Differential regulation of MAP kinase signaling by pro- and antioxidant biothiols

Some biologically derived thiol-containing compounds have potential for health benefits whereas others elicit biochemical events leading to pathogenesis. Effects of two biothiols, α-lipoic acid (αLA), a therapeutic antioxidant, and homocysteine (Hcy), a risk factor for age-associated cardiovascular disease, on cell signaling events involving p44 and p42 MAP kinases (p44/42 MAPK) were evaluated in cell culture. Treatment of serum-deprived NIH/3T3 cells with Hcy (20 μM) resulted in the activation of p44/42 MAPK as determined by Western blot analysis using the phospho-specific p44/42 MAPK antibody. p44/42 MAPK phosphorylation was rapid and transient with maximal activation occurring at 10-30 min.

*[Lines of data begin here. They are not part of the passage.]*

use serde::{Deserialize, Serialize};

#[derive(Debug, Serialize, Deserialize, Clone, PartialEq)]
pub struct Genre {
    pub id: i64,
    pub name: String,
}

/// A movie as returned by TMDB. List endpoints omit `genres`, `runtime` and `tagline`.
#[derive(Debug, Serialize, Deserialize, Clone, PartialEq)]
pub struct Movie {
    pub id: i64,
    pub title: String,
    pub poster_path: Option<String>,
    pub backdrop_path: Option<String>,
    #[serde(default)]
    pub release_date: String,
    #[serde(default)]
    pub overview: String,
    #[serde(default)]
    pub vote_average: f64,
    #[serde(default)]
    pub genres: Vec<Genre>,
    #[serde(default)]
    pub runtime: Option<i64>,
    #[serde(default)]
    pub tagline: Option<String>,
}

#[derive(Debug, Serialize, Deserialize, Clone, PartialEq)]
pub struct PaginatedMoviesResponse {
    pub page: i64,
    pub results: Vec<Movie>,
    pub total_pages: i64,
    pub total_results: i64,
}

#[derive(Debug, Serialize, Deserialize, Clone, PartialEq)]
pub struct Video {
    pub id: String,
    pub key: String,
    pub name: String,
    pub site: String,
    #[serde(rename = "type")]
    pub video_type: String,
}

#[derive(Debug, Serialize, Deserialize, Clone, Default, PartialEq)]
pub struct VideoList {
    #[serde(default)]
    pub results: Vec<Video>,
}
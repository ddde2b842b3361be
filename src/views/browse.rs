use std::fmt::Write;

use super::controls::pagination_nav;
use super::{escape, layout, movie_href};
use crate::browse::BrowseState;
use crate::images::{original_backdrop_url, poster_url};
use crate::models::Movie;

const OVERVIEW_PREVIEW_CHARS: usize = 50;

pub fn browse_page(state: &BrowseState) -> String {
    let language = state.params().language.as_str();
    let page = state.params().page;
    let params = vec![
        ("lang".to_string(), language.to_string()),
        ("page".to_string(), page.to_string()),
    ];

    let mut body = String::new();
    if let Some(hero) = state.hero() {
        body.push_str(&hero_banner(hero, language));
    }
    body.push_str(r#"<h1 class="section">Popular Movie</h1>"#);
    match state.error() {
        Some(message) => {
            let _ = write!(
                body,
                r#"<div class="error"><p><strong>Oops, something went wrong!</strong></p><p>{}</p><p>Make sure your TMDB_API_KEY is correct and configured in the environment.</p></div>"#,
                escape(message)
            );
        }
        None => {
            body.push_str(r#"<div class="grid">"#);
            for movie in state.movies() {
                body.push_str(&movie_card(movie, language));
            }
            body.push_str("</div>");
        }
    }
    body.push_str(&pagination_nav(page, state.total_pages(), &params[..1]));

    layout("MALIX - Popular Movies", language, &params, &body)
}

fn hero_banner(movie: &Movie, language: &str) -> String {
    let image = original_backdrop_url(
        movie
            .backdrop_path
            .as_deref()
            .or(movie.poster_path.as_deref()),
    );
    format!(
        r#"<section class="hero">
<img src="{image}" alt="{title}">
<div class="shade"></div>
<div class="body">
<h2>{title}</h2>
<p><span class="rating">&#11088; {rating:.1}</span> <span>{release}</span></p>
<p>{overview}</p>
<a class="button" href="{href}">More Info</a>
</div>
</section>"#,
        image = escape(&image),
        title = escape(&movie.title),
        rating = movie.vote_average,
        release = escape(&movie.release_date),
        overview = escape(&movie.overview),
        href = escape(&movie_href(movie.id, language)),
    )
}

fn movie_card(movie: &Movie, language: &str) -> String {
    format!(
        r#"<a class="card" href="{href}">
<img src="{poster}" alt="{title}" loading="lazy">
<div class="info">
<strong>{title}</strong>
<span>Release: {release}</span>
<span class="rating">&#11088; {rating:.1}</span>
<small>{overview}</small>
</div>
</a>"#,
        href = escape(&movie_href(movie.id, language)),
        poster = escape(&poster_url(movie.poster_path.as_deref())),
        title = escape(&movie.title),
        release = escape(&movie.release_date),
        rating = movie.vote_average,
        overview = escape(&overview_preview(&movie.overview)),
    )
}

fn overview_preview(overview: &str) -> String {
    if overview.chars().count() > OVERVIEW_PREVIEW_CHARS {
        let head: String = overview.chars().take(OVERVIEW_PREVIEW_CHARS).collect();
        format!("{head} ...")
    } else {
        overview.to_string()
    }
}
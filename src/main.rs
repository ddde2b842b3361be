use anyhow::Result;
use dotenvy::dotenv;
use tracing::{info, warn};
use tracing_subscriber::EnvFilter;

fn init_tracing() {
    let filter = EnvFilter::try_from_default_env()
        .unwrap_or_else(|_| EnvFilter::new("info,tower_http=info"));
    tracing_subscriber::fmt()
        .with_env_filter(filter)
        .with_target(false)
        .compact()
        .init();
}

#[tokio::main]
async fn main() -> Result<()> {
    let dotenv_result = dotenv();
    init_tracing();
    match dotenv_result {
        Ok(path) => info!("Loaded environment from {:?}", path),
        Err(e) => warn!("No .env file loaded ({}) - relying on environment", e),
    }
    let config = malix::config::Config::from_env()?;
    malix::app::run_server(config).await
}
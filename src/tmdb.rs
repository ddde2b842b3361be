use async_trait::async_trait;
use reqwest::{Client, StatusCode};
use serde::de::DeserializeOwned;
use serde::Deserialize;
use std::sync::Arc;
use tracing::{debug, error};

use crate::cache::ResponseCache;
use crate::error::TmdbError;
use crate::models::{Movie, PaginatedMoviesResponse, Video, VideoList};

pub const TMDB_BASE: &str = "https://api.themoviedb.org/3";

#[async_trait]
pub trait TmdbApi: Send + Sync {
    async fn fetch_popular(
        &self,
        language: &str,
        page: i64,
    ) -> Result<PaginatedMoviesResponse, TmdbError>;
    async fn fetch_details(&self, id: &str, language: &str) -> Result<Movie, TmdbError>;
    async fn fetch_videos(&self, id: &str) -> Result<VideoList, TmdbError>;
}

#[derive(Debug, Clone)]
pub struct TmdbClient {
    client: Client,
    api_key: String,
    base_url: String,
    cache: Arc<ResponseCache>,
}

impl TmdbClient {
    pub fn new(api_key: impl Into<String>, base_url: impl Into<String>) -> Result<Self, TmdbError> {
        let api_key = api_key.into();
        if api_key.trim().is_empty() {
            return Err(TmdbError::Config);
        }
        Ok(Self {
            client: Client::new(),
            api_key,
            base_url: base_url.into().trim_end_matches('/').to_string(),
            cache: Arc::new(ResponseCache::default()),
        })
    }

    /// `path_and_query` never contains the credential, so it doubles as the cache key.
    async fn get_json<T: DeserializeOwned>(
        &self,
        path_and_query: &str,
        context: &str,
    ) -> Result<T, TmdbError> {
        if let Some(body) = self.cache.get(path_and_query).await {
            return parse_body(&body, context);
        }

        let separator = if path_and_query.contains('?') { '&' } else { '?' };
        let url = format!(
            "{}{}{}api_key={}",
            self.base_url,
            path_and_query,
            separator,
            urlencoding::encode(&self.api_key)
        );
        debug!("GET {}{}", self.base_url, path_and_query);

        let res = self
            .client
            .get(&url)
            .send()
            .await
            .map_err(|source| TmdbError::Transport {
                context: context.to_string(),
                source,
            })?;
        let status = res.status();
        let text = res.text().await.map_err(|source| TmdbError::Transport {
            context: context.to_string(),
            source,
        })?;

        if !status.is_success() {
            let message = upstream_message(status, &text);
            error!("{} -> {} {}", path_and_query, status.as_u16(), message);
            return Err(TmdbError::Upstream {
                context: context.to_string(),
                status: status.as_u16(),
                message,
            });
        }

        let parsed = parse_body(&text, context)?;
        self.cache.insert(path_and_query, text).await;
        Ok(parsed)
    }
}

#[async_trait]
impl TmdbApi for TmdbClient {
    async fn fetch_popular(
        &self,
        language: &str,
        page: i64,
    ) -> Result<PaginatedMoviesResponse, TmdbError> {
        let path = format!(
            "/movie/popular?language={}&page={page}",
            urlencoding::encode(language)
        );
        self.get_json(&path, "Failed to fetch popular movies").await
    }

    async fn fetch_details(&self, id: &str, language: &str) -> Result<Movie, TmdbError> {
        let path = format!(
            "/movie/{}?language={}",
            urlencoding::encode(id),
            urlencoding::encode(language)
        );
        self.get_json(&path, &format!("Failed to fetch movie details {id}"))
            .await
    }

    async fn fetch_videos(&self, id: &str) -> Result<VideoList, TmdbError> {
        let path = format!("/movie/{}/videos", urlencoding::encode(id));
        self.get_json(&path, &format!("Failed to fetch movie videos {id}"))
            .await
    }
}

fn parse_body<T: DeserializeOwned>(body: &str, context: &str) -> Result<T, TmdbError> {
    serde_json::from_str(body).map_err(|source| TmdbError::Malformed {
        context: context.to_string(),
        source,
    })
}

/// Prefers TMDB's `status_message`, then the HTTP reason phrase.
fn upstream_message(status: StatusCode, body: &str) -> String {
    #[derive(Deserialize)]
    struct ErrorBody {
        status_message: Option<String>,
    }

    serde_json::from_str::<ErrorBody>(body)
        .ok()
        .and_then(|b| b.status_message)
        .filter(|m| !m.trim().is_empty())
        .or_else(|| status.canonical_reason().map(|r| r.to_string()))
        .unwrap_or_else(|| "Unknown error".to_string())
}

/// First YouTube trailer, if any.
pub fn select_trailer(videos: &VideoList) -> Option<&Video> {
    videos
        .results
        .iter()
        .find(|v| v.site == "YouTube" && v.video_type == "Trailer")
}

pub fn youtube_embed_url(video: &Video) -> String {
    format!("https://www.youtube.com/embed/{}", video.key)
}

#[cfg(test)]
mod tests {
    use super::*;

    fn video(site: &str, kind: &str, key: &str) -> Video {
        Video {
            id: key.to_string(),
            key: key.to_string(),
            name: format!("{site} {kind}"),
            site: site.to_string(),
            video_type: kind.to_string(),
        }
    }

    #[test]
    fn only_youtube_trailers_are_selected() {
        let videos = VideoList {
            results: vec![
                video("YouTube", "Teaser", "tease"),
                video("Vimeo", "Trailer", "xyz"),
                video("YouTube", "Trailer", "abc"),
                video("YouTube", "Trailer", "later"),
            ],
        };
        let trailer = select_trailer(&videos).expect("trailer");
        assert_eq!(trailer.key, "abc");
        assert_eq!(youtube_embed_url(trailer), "https://www.youtube.com/embed/abc");
    }

    #[test]
    fn no_trailer_without_youtube_entry() {
        let videos = VideoList {
            results: vec![video("Vimeo", "Trailer", "xyz")],
        };
        assert!(select_trailer(&videos).is_none());
    }

    #[test]
    fn upstream_message_falls_back_to_reason_phrase() {
        let body = r#"{"status_code":7,"status_message":"Invalid API key","success":false}"#;
        assert_eq!(
            upstream_message(StatusCode::UNAUTHORIZED, body),
            "Invalid API key"
        );
        assert_eq!(
            upstream_message(StatusCode::BAD_GATEWAY, "<html>oops</html>"),
            "Bad Gateway"
        );
        let unnamed = StatusCode::from_u16(599).expect("valid status");
        assert_eq!(upstream_message(unnamed, ""), "Unknown error");
    }

    #[test]
    fn empty_api_key_is_a_config_error() {
        assert!(matches!(
            TmdbClient::new("  ", TMDB_BASE),
            Err(TmdbError::Config)
        ));
        assert!(TmdbClient::new("key", TMDB_BASE).is_ok());
    }
}
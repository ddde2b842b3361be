use anyhow::{Context, Result};
use std::env;
use std::net::SocketAddr;
use tracing::info;

use crate::tmdb::TMDB_BASE;

const DEFAULT_ADDR: &str = "0.0.0.0:3000";

#[derive(Debug, Clone)]
pub struct Config {
    pub tmdb_api_key: String,
    pub tmdb_base_url: String,
    pub listen_addr: SocketAddr,
}

impl Config {
    pub fn from_env() -> Result<Self> {
        Self::from_lookup(|key| env::var(key).ok())
    }

    fn from_lookup(lookup: impl Fn(&str) -> Option<String>) -> Result<Self> {
        let tmdb_api_key = lookup("TMDB_API_KEY")
            .filter(|s| !s.trim().is_empty())
            .ok_or_else(|| anyhow::anyhow!("Missing required environment variable: TMDB_API_KEY"))?;
        let tmdb_base_url = lookup("TMDB_BASE_URL")
            .filter(|s| !s.trim().is_empty())
            .unwrap_or_else(|| TMDB_BASE.to_string());
        let addr = lookup("MALIX_ADDR").unwrap_or_else(|| DEFAULT_ADDR.to_string());
        let listen_addr = addr
            .parse()
            .with_context(|| format!("Invalid MALIX_ADDR '{}'", addr))?;
        info!("All required environment variables are set");
        Ok(Self {
            tmdb_api_key,
            tmdb_base_url,
            listen_addr,
        })
    }
}
//! Time-based cache for upstream response bodies.
use chrono::Utc;
use std::collections::HashMap;
use tokio::sync::Mutex;
use tracing::debug;

/// Upstream responses are reused for one hour.
pub const DEFAULT_TTL_SECS: i64 = 3600;
const MAX_ENTRIES: usize = 1_000;

#[derive(Debug)]
pub struct ResponseCache {
    ttl_secs: i64,
    entries: Mutex<HashMap<String, CachedBody>>,
}

#[derive(Debug, Clone)]
struct CachedBody {
    stored_at: i64,
    body: String,
}

impl Default for ResponseCache {
    fn default() -> Self {
        Self::new(DEFAULT_TTL_SECS)
    }
}

impl ResponseCache {
    pub fn new(ttl_secs: i64) -> Self {
        Self {
            ttl_secs,
            entries: Mutex::new(HashMap::new()),
        }
    }

    pub async fn get(&self, key: &str) -> Option<String> {
        self.get_at(key, Utc::now().timestamp()).await
    }

    pub async fn insert(&self, key: &str, body: String) {
        self.insert_at(key, body, Utc::now().timestamp()).await
    }

    async fn get_at(&self, key: &str, now: i64) -> Option<String> {
        let guard = self.entries.lock().await;
        let entry = guard.get(key)?;
        if now - entry.stored_at >= self.ttl_secs {
            return None;
        }
        debug!("Cache hit for {}", key);
        Some(entry.body.clone())
    }

    async fn insert_at(&self, key: &str, body: String, now: i64) {
        let mut guard = self.entries.lock().await;
        if guard.len() >= MAX_ENTRIES {
            let ttl = self.ttl_secs;
            guard.retain(|_, v| now - v.stored_at < ttl);
            if guard.len() >= MAX_ENTRIES {
                guard.clear();
            }
        }
        guard.insert(
            key.to_string(),
            CachedBody {
                stored_at: now,
                body,
            },
        );
    }
}
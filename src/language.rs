//! Languages offered by the selector and query-string helpers around `lang`.

pub const DEFAULT_LANGUAGE: &str = "id-ID";
pub const LANG_PARAM: &str = "lang";

#[derive(Debug, Clone, Copy, PartialEq, Eq)]
pub enum Language {
    Indonesian,
    English,
    Japanese,
}

impl Language {
    pub const ALL: [Language; 3] = [Language::Indonesian, Language::English, Language::Japanese];

    pub fn code(self) -> &'static str {
        match self {
            Language::Indonesian => "id-ID",
            Language::English => "en-US",
            Language::Japanese => "ja-JP",
        }
    }

    pub fn label(self) -> &'static str {
        match self {
            Language::Indonesian => "Indonesia",
            Language::English => "English",
            Language::Japanese => "日本語",
        }
    }

    pub fn from_code(code: &str) -> Option<Self> {
        Self::ALL.into_iter().find(|l| l.code() == code)
    }
}

#[derive(Debug, Clone, PartialEq, Eq)]
pub struct LanguageOption {
    pub code: &'static str,
    pub label: &'static str,
    pub selected: bool,
}

/// Options for the selector. An unsupported `current` code selects nothing.
pub fn language_options(current: &str) -> Vec<LanguageOption> {
    let selected = Language::from_code(current);
    Language::ALL
        .into_iter()
        .map(|l| LanguageOption {
            code: l.code(),
            label: l.label(),
            selected: Some(l) == selected,
        })
        .collect()
}

/// Resolves the `lang` query value, falling back to the default when absent or blank.
pub fn language_or_default(raw: Option<&str>) -> String {
    raw.map(str::trim)
        .filter(|s| !s.is_empty())
        .unwrap_or(DEFAULT_LANGUAGE)
        .to_string()
}

/// Rebuilds `path?query` with `key` set to `value`, keeping other parameters in order.
pub fn with_query_param(path: &str, params: &[(String, String)], key: &str, value: &str) -> String {
    let mut replaced = false;
    let mut pairs: Vec<String> = Vec::with_capacity(params.len() + 1);
    for (k, v) in params {
        if k == key {
            if replaced {
                continue;
            }
            replaced = true;
            pairs.push(encode_pair(k, value));
        } else {
            pairs.push(encode_pair(k, v));
        }
    }
    if !replaced {
        pairs.push(encode_pair(key, value));
    }
    format!("{path}?{}", pairs.join("&"))
}

fn encode_pair(key: &str, value: &str) -> String {
    format!("{}={}", urlencoding::encode(key), urlencoding::encode(value))
}

#[cfg(test)]
mod tests {
    use super::*;

    fn params(pairs: &[(&str, &str)]) -> Vec<(String, String)> {
        pairs
            .iter()
            .map(|(k, v)| (k.to_string(), v.to_string()))
            .collect()
    }

    #[test]
    fn closed_set_round_trips_codes() {
        for lang in Language::ALL {
            assert_eq!(Language::from_code(lang.code()), Some(lang));
        }
        assert_eq!(Language::from_code("fr-FR"), None);
    }

    #[test]
    fn options_mark_current_language() {
        let opts = language_options("en-US");
        assert_eq!(opts.len(), 3);
        assert_eq!(
            opts.iter().filter(|o| o.selected).map(|o| o.code).collect::<Vec<_>>(),
            vec!["en-US"]
        );
        assert!(language_options("de-DE").iter().all(|o| !o.selected));
    }

    #[test]
    fn blank_language_falls_back_to_default() {
        assert_eq!(language_or_default(None), "id-ID");
        assert_eq!(language_or_default(Some("")), "id-ID");
        assert_eq!(language_or_default(Some("ja-JP")), "ja-JP");
    }

    #[test]
    fn rewrites_only_the_language_parameter() {
        let p = params(&[("page", "3"), ("lang", "id-ID")]);
        assert_eq!(with_query_param("/", &p, "lang", "ja-JP"), "/?page=3&lang=ja-JP");
        let p = params(&[("page", "3")]);
        assert_eq!(with_query_param("/", &p, "lang", "en-US"), "/?page=3&lang=en-US");
    }
}
//! Browse page state: `Loading -> Success | Error`, guarded by request tokens.
use crate::error::TmdbError;
use crate::models::{Movie, PaginatedMoviesResponse};

/// TMDB refuses pages beyond 500.
pub const MAX_TOTAL_PAGES: i64 = 500;

#[derive(Debug, Clone, PartialEq)]
pub enum BrowsePhase {
    Loading,
    Success { movies: Vec<Movie>, total_pages: i64 },
    Error { message: String },
}

#[derive(Debug, Clone, PartialEq, Eq)]
pub struct BrowseParams {
    pub language: String,
    pub page: i64,
}

/// Identifies one issued fetch; only the latest token may resolve the state.
#[derive(Debug, Clone, Copy, PartialEq, Eq)]
pub struct RequestToken(u64);

#[derive(Debug, Clone)]
pub struct BrowseState {
    params: BrowseParams,
    phase: BrowsePhase,
    generation: u64,
}

impl BrowseState {
    pub fn new(params: BrowseParams) -> (Self, RequestToken) {
        let state = Self {
            params,
            phase: BrowsePhase::Loading,
            generation: 1,
        };
        (state, RequestToken(1))
    }

    pub fn params(&self) -> &BrowseParams {
        &self.params
    }

    pub fn phase(&self) -> &BrowsePhase {
        &self.phase
    }

    /// Re-enters `Loading` for new parameters and issues a fresh token.
    pub fn change_params(&mut self, params: BrowseParams) -> RequestToken {
        self.params = params;
        self.phase = BrowsePhase::Loading;
        self.generation += 1;
        RequestToken(self.generation)
    }

    /// Applies a completed fetch. Returns false when the token is stale.
    pub fn resolve(
        &mut self,
        token: RequestToken,
        result: Result<PaginatedMoviesResponse, TmdbError>,
    ) -> bool {
        if token.0 != self.generation {
            return false;
        }
        self.phase = match result {
            Ok(data) => BrowsePhase::Success {
                total_pages: clamp_total_pages(data.total_pages),
                movies: data.results,
            },
            Err(e) => BrowsePhase::Error {
                message: e.to_string(),
            },
        };
        true
    }

    pub fn movies(&self) -> &[Movie] {
        match &self.phase {
            BrowsePhase::Success { movies, .. } => movies.as_slice(),
            _ => &[],
        }
    }

    pub fn hero(&self) -> Option<&Movie> {
        self.movies().first()
    }

    pub fn total_pages(&self) -> i64 {
        match &self.phase {
            BrowsePhase::Success { total_pages, .. } => *total_pages,
            _ => 1,
        }
    }

    pub fn error(&self) -> Option<&str> {
        match &self.phase {
            BrowsePhase::Error { message } => Some(message.as_str()),
            _ => None,
        }
    }
}

pub fn clamp_total_pages(total_pages: i64) -> i64 {
    total_pages.min(MAX_TOTAL_PAGES)
}

/// Numeric coercion of the `page` query value. Zero and negatives pass through.
pub fn coerce_page(raw: Option<&str>) -> i64 {
    raw.and_then(|s| s.trim().parse::<i64>().ok()).unwrap_or(1)
}
use tracing::{error, warn};

use crate::models::{Movie, Video};
use crate::tmdb::{select_trailer, TmdbApi};

#[derive(Debug, Clone, PartialEq)]
pub enum DetailOutcome {
    Found {
        movie: Movie,
        trailer: Option<Video>,
    },
    NotFound,
    Failed {
        message: String,
    },
}

/// Fetches details and videos concurrently. A videos failure only drops the trailer.
pub async fn load_detail(tmdb: &dyn TmdbApi, id: &str, language: &str) -> DetailOutcome {
    let (details, videos) = tokio::join!(tmdb.fetch_details(id, language), tmdb.fetch_videos(id));

    let movie = match details {
        Ok(movie) => movie,
        Err(e) if e.is_not_found() => {
            warn!("Movie {} not found upstream", id);
            return DetailOutcome::NotFound;
        }
        Err(e) => {
            error!("Error fetching movie details: {}", e);
            return DetailOutcome::Failed {
                message: e.to_string(),
            };
        }
    };

    let trailer = match videos {
        Ok(list) => select_trailer(&list).cloned(),
        Err(e) => {
            warn!("Rendering movie {} without trailer: {}", id, e);
            None
        }
    };

    DetailOutcome::Found { movie, trailer }
}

Transient activation of p44/42 MAPK was also observed in response to treatment of serum-deprived cells with αLA. In cells grown in serum, serum-dependent p44/42 MAPK phosphorylation was transiently enhanced by Hcy or Hcy thiolactone, but inhibited by αLA. Thus, αLA and Hcy differentially influence signal transduction events depending on the state of cells. These observations may be important in understanding how some biothiols are associated with pathogenic events while others have potential as therapeutic agents.